Theatre in Rome, Italy

The Teatro Valle (literally Valley Theater) is a theatre and former opera house in Rome, Italy. It was built in 1726 for the Capranica family. In the middle of the 19th century, it switched from staging opera and theatre to only performances of spoken drama. After closing down in 2010, it was squatted in 2011, then in 2014, the squatters were evicted.

==Construction==
Commissioned by the Capranica family, the architect Tommaso Morelli designed the theatre, which was built in 1726. The seating in the Teatro Valle initially consisted of five tiers of 27 boxes. It underwent renovation by Mauro Fontana in 1765 and was restored again in 1791. The theatre was rebuilt in 1821 to the design of Valadier, completed by Salvi, and in 1845, a façade designed by Gaspare Servi was added. Today, it contains four tiers of boxes and a gallery.

==Performances==
It was inaugurated with the staging of the tragedy Matilde by Simon Falconio Pratoli. After hosting a season of opera seria in 1730, the Valle was limited through much of the latter half of the 18th century to staging prose dramas as well as a mix of intermezzos and comic operas, particularly those of Galuppi, Piccinni, Anfossi, Sacchini, Paisiello, Guglielmi, and Cimarosa. It was the only theatre in Rome in 1782 and after 1786 which offered both spring and autumn seasons of opera as well as a season during Carnival.
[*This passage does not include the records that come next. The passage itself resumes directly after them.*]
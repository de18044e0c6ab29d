use std::sync::Arc;

use axum::extract::{DefaultBodyLimit, FromRef};
use axum::routing::{delete, get, post, put};
use axum::Router;
use tower_http::cors::CorsLayer;
use tower_http::trace::TraceLayer;

use crate::api;
use crate::auth::AuthKeys;
use crate::db::comment_repository::CommentRepository;
use crate::db::document_repository::DocumentRepository;
use crate::db::slide_repository::SlideRepository;
use crate::storage::client::StorageClient;

#[derive(Clone)]
pub struct AppState {
    pub documents: Arc<dyn DocumentRepository>,
    pub slides: Arc<dyn SlideRepository>,
    pub comments: Arc<dyn CommentRepository>,
    pub storage: Arc<dyn StorageClient>,
    pub auth: AuthKeys,
}

impl FromRef<AppState> for AuthKeys {
    fn from_ref(state: &AppState) -> Self {
        state.auth.clone()
    }
}

#[derive(Clone)]
pub struct AppConfig {
    pub bind_addr: String,
    pub mongodb_uri: String,
    pub mongodb_database: String,
    pub upload_dir: String,
    pub auth_secret: String,
}

impl AppConfig {
    pub fn from_env() -> Self {
        Self {
            bind_addr: std::env::var("BIND_ADDR").unwrap_or_else(|_| "127.0.0.1:8080".to_string()),
            mongodb_uri: std::env::var("MONGODB_URI")
                .unwrap_or_else(|_| "mongodb://localhost:27017".to_string()),
            mongodb_database: std::env::var("MONGODB_DATABASE")
                .unwrap_or_else(|_| "deckshare".to_string()),
            upload_dir: std::env::var("UPLOAD_DIR").unwrap_or_else(|_| "uploads".to_string()),
            auth_secret: std::env::var("AUTH_SECRET")
                .unwrap_or_else(|_| "dev-secret-change-me".to_string()),
        }
    }
}

/// Build the full application router.
pub fn build_router(state: AppState) -> Router {
    Router::new()
        // Documents
        .route(
            "/documents",
            post(api::documents::create_document_handler).get(api::documents::list_documents_handler),
        )
        .route(
            "/documents/{id}",
            get(api::documents::get_document_handler)
                .put(api::documents::update_document_handler)
                .delete(api::documents::delete_document_handler),
        )
        .route(
            "/documents/user/{userId}",
            get(api::documents::list_user_documents_handler),
        )
        .route(
            "/documents/{id}/like",
            post(api::documents::toggle_like_handler),
        )
        // Slides
        .route("/slides", post(api::slides::create_slide_handler))
        .route("/slides/insert", post(api::slides::insert_slide_handler))
        .route(
            "/slides/document/{documentId}",
            get(api::slides::list_slides_handler),
        )
        .route(
            "/slides/reorder/{documentId}",
            put(api::slides::reorder_slides_handler),
        )
        .route(
            "/slides/{id}",
            put(api::slides::update_slide_handler).delete(api::slides::delete_slide_handler),
        )
        .route(
            "/slides/{id}/rendered",
            get(api::slides::rendered_slide_handler),
        )
        // Comments
        .route("/comments", post(api::comments::create_comment_handler))
        .route(
            "/comments/slide/{slideId}",
            get(api::comments::list_slide_comments_handler),
        )
        .route(
            "/comments/document/{documentId}",
            get(api::comments::list_document_comments_handler),
        )
        .route(
            "/comments/my-documents",
            get(api::comments::list_my_document_comments_handler),
        )
        .route(
            "/comments/{id}",
            put(api::comments::update_comment_handler).delete(api::comments::delete_comment_handler),
        )
        // Uploads
        .route(
            "/upload",
            post(api::upload::upload_handler).layer(DefaultBodyLimit::max(
                // Multipart framing overhead on top of the file itself.
                api::upload::MAX_UPLOAD_BYTES + 1024 * 1024,
            )),
        )
        .route(
            "/upload/{filename}",
            delete(api::upload::delete_upload_handler),
        )
        .route("/uploads/{filename}", get(api::upload::serve_upload_handler))
        .layer(TraceLayer::new_for_http())
        .layer(CorsLayer::permissive())
        .with_state(state)
}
Throughout the early 19th century, the Valle was regularly staging opera buffa and opera semiseria as well as prose comedies and, increasingly after 1830, serious melodramas. A number of operas during this time premiered at the Valle, including Rossini's Demetrio e Polibio (1812), Torvaldo e Dorliska (1815), and La Cenerentola (1817); Mercadante's Il geloso ravveduto (1820); Donizetti's L'ajo nell'imbarazzo (1824), Olivo e Pasquale (1827), Il furioso all’isola di San Domingo (1833), and Torquato Tasso (1833); Pacini's La gioventù di Enrico V (1820); and Luigi Ricci’s L’orfana di Ginevra (1829), Il sonnambulo (1829), and Chi dura vince (1834), as well as many lesser-known works from local composers.

Beginning from the middle of the 19th century, the Teatro Valle has staged only spoken drama. Luigi Pirandello's Six Characters in Search of an Author had its world premiere in the theatre in 1921.

==Occupation==
The Ente teatrale italiano, a state organization to promote Italian theatre which partially supported the Teatro Valle, was shut down in 2010 as part of the Italian government's budget cuts for the arts in general. In June 2011, amidst rumours that the theatre was to be privatised and would lose its artistic independence, the building was squatted by a group of protesters consisting of actors, musicians, directors, technicians, and creative staff. The squatters were evicted in August 2014 on the orders of mayor Ignazio Marino. Since the reason for the eviction was the urgent nature of renovation work and nothing then happened, the theatre was re-occupied briefly in June 2016.